Baca Juga: Potensi Bitcoin Bulan Agustus di Tengah Sentimen Makroekonomi dan Konflik Geopolitik

Fyqieh mengatakan bahwa penurunan harga Bitcoin juga dipengaruhi oleh sentimen distribusi BTC oleh Mt. Gox, yang mana pemerintah AS mentransfer Bitcoin senilai US$ 2 miliar, serta kondisi geopolitik Timur Tengah yang kembali memanas pasca pimpinan Iran dilaporkan memerintahkan serangan balasan terhadap Israel atas wafatnya Kepala Biro Politik Hamas, Ismail Haniyeh.

"Tekanan penjualan BTC terjadi disebabkan oleh meningkatnya risiko konflik yang lebih luas di wilayah Timur Tengah. Sentimen negatif ini membuat investor cenderung mengurangi eksposur terhadap aset berisiko tinggi seperti kripto, termasuk Bitcoin,” imbuhnya. 
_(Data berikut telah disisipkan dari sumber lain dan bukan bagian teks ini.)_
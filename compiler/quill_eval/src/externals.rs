//! Host-provided (external) functions.
//!
//! External functions are supplied at interpreter construction, have fixed
//! identity for the life of the process, and can never be shadowed by a
//! script definition. The registry is immutable once evaluation starts —
//! it is the only state shared across `evaluate` calls.

use rand::Rng;
use rustc_hash::FxHashMap;

use quill_ir::{Name, StringInterner};

use crate::errors::EvalResult;
use crate::print_handler::SharedPrintHandler;
use crate::Value;

/// A boxed host callable.
///
/// Arguments arrive already evaluated and null-checked; the callable may
/// return `Value::Null` for "no result".
pub type HostFn = Box<dyn Fn(&[Value]) -> EvalResult>;

/// A registered external function: fixed arity plus the host callable.
pub struct ExternalFunction {
    arity: usize,
    handler: HostFn,
}

impl ExternalFunction {
    /// Number of arguments the callable expects.
    pub fn arity(&self) -> usize {
        self.arity
    }

    /// Invoke the host callable.
    pub fn call(&self, args: &[Value]) -> EvalResult {
        (self.handler)(args)
    }
}

/// Registry of external functions, keyed by interned name.
#[derive(Default)]
pub struct ExternalRegistry {
    funcs: FxHashMap<Name, ExternalFunction>,
}

impl ExternalRegistry {
    /// Create an empty registry.
    pub fn new() -> Self {
        Self::default()
    }

    /// Create a registry with the standard primitives:
    /// `print(value)`, `rand()`, and `length(value)`.
    pub fn standard(interner: &StringInterner, print: SharedPrintHandler) -> Self {
        let mut registry = Self::new();

        registry.register(interner.intern("print"), 1, move |args| {
            print.println(&args[0].to_string());
            Ok(Value::Null)
        });

        registry.register(interner.intern("rand"), 0, |_args| {
            Ok(Value::Float(rand::thread_rng().gen::<f32>()))
        });

        registry.register(interner.intern("length"), 1, |args| {
            let len = match &args[0] {
                Value::Str(s) => i32::try_from(s.chars().count()).unwrap_or(i32::MAX),
                _ => 1,
            };
            Ok(Value::Int(len))
        });

        registry
    }

    /// Register a host callable under `name`.
    ///
    /// A later registration under the same name replaces the earlier one;
    /// scripts can never do this.
    pub fn register(
        &mut self,
        name: Name,
        arity: usize,
        handler: impl Fn(&[Value]) -> EvalResult + 'static,
    ) {
        self.register_boxed(name, arity, Box::new(handler));
    }

    /// Register an already-boxed host callable under `name`.
    pub fn register_boxed(&mut self, name: Name, arity: usize, handler: HostFn) {
        self.funcs.insert(name, ExternalFunction { arity, handler });
    }

    /// Check if `name` is an external function.
    pub fn contains(&self, name: Name) -> bool {
        self.funcs.contains_key(&name)
    }

    /// Look up an external function.
    pub fn get(&self, name: Name) -> Option<&ExternalFunction> {
        self.funcs.get(&name)
    }
}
Selain itu, dia menilai adanya distribusi Bitcoin dari Mt. Gox dan langkah pemerintah AS yang mentransfer Bitcoin dalam jumlah besar tersebut juga mempengaruhi likuiditas pasar, meningkatkan tekanan jual dan ketidakpastian di kalangan investor. 
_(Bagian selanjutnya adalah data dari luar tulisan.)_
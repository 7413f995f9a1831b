//! Binary and unary operator implementations.
//!
//! Direct enum-based dispatch: the type set is fixed, so pattern matching
//! is preferred over trait objects and stays exhaustiveness-checked.
//!
//! Coercion rules:
//! - `+` concatenates textual forms when either operand is a string.
//! - Arithmetic on two integers stays integer (truncating `/` and `%`);
//!   any float operand widens both sides to float.
//! - `==`/`!=` compare strings with strings, anything boolean-involving
//!   via truthiness, and numerics with Integer→Float widening.
//! - Ordering operators are defined for numerics only.
//! - `and`/`or` require boolean operands on both sides. Both sides are
//!   already evaluated when this module is reached — the language has no
//!   short-circuiting.

use quill_ir::{BinaryOp, UnaryOp};

use crate::errors::{
    division_by_zero, integer_overflow, invalid_binary_operands, invalid_unary_operand, not_truthy,
    remainder_by_zero, EvalResult,
};
use crate::Value;

/// Both operands of a numeric operation after widening.
enum NumPair {
    Ints(i32, i32),
    Floats(f32, f32),
}

/// Widen a pair of operands to a common numeric representation.
///
/// Returns `None` when either operand is non-numeric.
fn numeric_pair(left: &Value, right: &Value) -> Option<NumPair> {
    match (left, right) {
        (Value::Int(a), Value::Int(b)) => Some(NumPair::Ints(*a, *b)),
        (Value::Int(a), Value::Float(b)) => Some(NumPair::Floats(*a as f32, *b)),
        (Value::Float(a), Value::Int(b)) => Some(NumPair::Floats(*a, *b as f32)),
        (Value::Float(a), Value::Float(b)) => Some(NumPair::Floats(*a, *b)),
        _ => None,
    }
}

/// Evaluate a binary operation on two already-evaluated operands.
///
/// `??` never reaches this function on the success path: its right operand
/// is conditionally evaluated, so the executor handles it before operand
/// evaluation.
pub fn evaluate_binary(left: Value, right: Value, op: BinaryOp) -> EvalResult {
    match op {
        BinaryOp::Add => eval_add(left, right),
        BinaryOp::Sub | BinaryOp::Mul | BinaryOp::Div | BinaryOp::Mod => {
            eval_arith(left, right, op)
        }
        BinaryOp::Eq | BinaryOp::NotEq => eval_equality(left, right, op),
        BinaryOp::Lt | BinaryOp::LtEq | BinaryOp::Gt | BinaryOp::GtEq => {
            eval_ordering(left, right, op)
        }
        BinaryOp::And | BinaryOp::Or => eval_logical(left, right, op),
        BinaryOp::Coalesce => {
            if left.is_null() {
                Ok(right)
            } else {
                Ok(left)
            }
        }
    }
}

/// `+`: string concatenation when either operand is a string, numeric
/// addition otherwise.
fn eval_add(left: Value, right: Value) -> EvalResult {
    if matches!(left, Value::Str(_)) || matches!(right, Value::Str(_)) {
        return Ok(Value::str(format!("{left}{right}")));
    }
    match numeric_pair(&left, &right) {
        Some(NumPair::Ints(a, b)) => a
            .checked_add(b)
            .map(Value::Int)
            .ok_or_else(|| integer_overflow("addition")),
        Some(NumPair::Floats(a, b)) => Ok(Value::Float(a + b)),
        None => Err(invalid_binary_operands(
            BinaryOp::Add.as_symbol(),
            left.type_name(),
            right.type_name(),
        )),
    }
}

/// `- * / %` on numeric operands.
fn eval_arith(left: Value, right: Value, op: BinaryOp) -> EvalResult {
    let Some(pair) = numeric_pair(&left, &right) else {
        return Err(invalid_binary_operands(
            op.as_symbol(),
            left.type_name(),
            right.type_name(),
        ));
    };
    match pair {
        NumPair::Ints(a, b) => match op {
            BinaryOp::Sub => a
                .checked_sub(b)
                .map(Value::Int)
                .ok_or_else(|| integer_overflow("subtraction")),
            BinaryOp::Mul => a
                .checked_mul(b)
                .map(Value::Int)
                .ok_or_else(|| integer_overflow("multiplication")),
            // Truncating division toward zero; `i32::MIN / -1` overflows.
            BinaryOp::Div => {
                if b == 0 {
                    Err(division_by_zero())
                } else {
                    a.checked_div(b)
                        .map(Value::Int)
                        .ok_or_else(|| integer_overflow("division"))
                }
            }
            BinaryOp::Mod => {
                if b == 0 {
                    Err(remainder_by_zero())
                } else {
                    a.checked_rem(b)
                        .map(Value::Int)
                        .ok_or_else(|| integer_overflow("remainder"))
                }
            }
            _ => unreachable!("eval_arith called with non-arithmetic operator"),
        },
        NumPair::Floats(a, b) => {
            let result = match op {
                BinaryOp::Sub => a - b,
                BinaryOp::Mul => a * b,
                BinaryOp::Div => a / b,
                BinaryOp::Mod => a % b,
                _ => unreachable!("eval_arith called with non-arithmetic operator"),
            };
            Ok(Value::Float(result))
        }
    }
}

/// `==`/`!=` across the coercion rules.
fn eval_equality(left: Value, right: Value, op: BinaryOp) -> EvalResult {
    let equal = match (&left, &right) {
        (Value::Str(a), Value::Str(b)) => a == b,
        // A string never equals a non-string; mixed comparison is an error.
        (Value::Str(_), _) | (_, Value::Str(_)) => {
            return Err(invalid_binary_operands(
                op.as_symbol(),
                left.type_name(),
                right.type_name(),
            ));
        }
        // Boolean-involving comparison goes through truthiness.
        (Value::Bool(_), _) | (_, Value::Bool(_)) => {
            let a = left
                .truthiness()
                .ok_or_else(|| not_truthy(left.type_name()))?;
            let b = right
                .truthiness()
                .ok_or_else(|| not_truthy(right.type_name()))?;
            a == b
        }
        _ => match numeric_pair(&left, &right) {
            Some(NumPair::Ints(a, b)) => a == b,
            Some(NumPair::Floats(a, b)) => a == b,
            None => {
                return Err(invalid_binary_operands(
                    op.as_symbol(),
                    left.type_name(),
                    right.type_name(),
                ));
            }
        },
    };
    Ok(Value::Bool(match op {
        BinaryOp::Eq => equal,
        BinaryOp::NotEq => !equal,
        _ => unreachable!("eval_equality called with non-equality operator"),
    }))
}

/// `< <= > >=`: numerics only.
fn eval_ordering(left: Value, right: Value, op: BinaryOp) -> EvalResult {
    let Some(pair) = numeric_pair(&left, &right) else {
        return Err(invalid_binary_operands(
            op.as_symbol(),
            left.type_name(),
            right.type_name(),
        ));
    };
    let holds = match pair {
        NumPair::Ints(a, b) => match op {
            BinaryOp::Lt => a < b,
            BinaryOp::LtEq => a <= b,
            BinaryOp::Gt => a > b,
            BinaryOp::GtEq => a >= b,
            _ => unreachable!("eval_ordering called with non-ordering operator"),
        },
        NumPair::Floats(a, b) => match op {
            BinaryOp::Lt => a < b,
            BinaryOp::LtEq => a <= b,
            BinaryOp::Gt => a > b,
            BinaryOp::GtEq => a >= b,
            _ => unreachable!("eval_ordering called with non-ordering operator"),
        },
    };
    Ok(Value::Bool(holds))
}

/// `and`/`or`: both operands must already be booleans.
fn eval_logical(left: Value, right: Value, op: BinaryOp) -> EvalResult {
    match (&left, &right) {
        (Value::Bool(a), Value::Bool(b)) => Ok(Value::Bool(match op {
            BinaryOp::And => *a && *b,
            BinaryOp::Or => *a || *b,
            _ => unreachable!("eval_logical called with non-logical operator"),
        })),
        _ => Err(invalid_binary_operands(
            op.as_symbol(),
            left.type_name(),
            right.type_name(),
        )),
    }
}

/// Evaluate a unary operation.
pub fn evaluate_unary(operand: Value, op: UnaryOp) -> EvalResult {
    match op {
        // Numeric negation, type-preserving.
        UnaryOp::Neg => match operand {
            Value::Int(n) => n
                .checked_neg()
                .map(Value::Int)
                .ok_or_else(|| integer_overflow("negation")),
            Value::Float(x) => Ok(Value::Float(-x)),
            _ => Err(invalid_unary_operand(
                UnaryOp::Neg.as_symbol(),
                operand.type_name(),
            )),
        },
        // `not` converts through truthiness, then negates.
        UnaryOp::Not => operand
            .truthiness()
            .map(|b| Value::Bool(!b))
            .ok_or_else(|| not_truthy(operand.type_name())),
    }
}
Baca Juga: Transaksi Kripto Meningkat Pesat, Penerimaan Pajak Indonesia Meroket

“Kombinasi dari faktor-faktor ini memberikan tekanan yang signifikan pada harga Bitcoin saat ini," ujar Fyqieh.

Lebih lanjut, Fyqieh menjelaskan pada tanggal 19 Juli, harga Bitcoin kembali ke level US$ 64.000, didorong oleh perubahan narasi politik AS terhadap industri kripto dan antisipasi peluncuran ETF Ethereum spot yang berbasis di AS. Padahal, beberapa upaya telah dilakukan untuk mendorong harga lebih tinggi menuju US$ 70.000, tetapi semuanya gagal memicu tren harga yang lebih luas.

"Sebaliknya, Bitcoin telah merosot di bawah area utama berfluktuasi antara US$ 65.300 dan US$ 68.400 selama hampir sepuluh hari terakhir,” kata dia. 

Menurut Fyqieh, penurunan Bitcoin di bawah level US$ 65.000 menjadi kekhawatiran, karena hal ini mengindikasikan melemahnya momentum bullish jangka pendek. Para analis teknis melihat potensi penurunan lebih lanjut menuju level support terdekat di US$62.000. 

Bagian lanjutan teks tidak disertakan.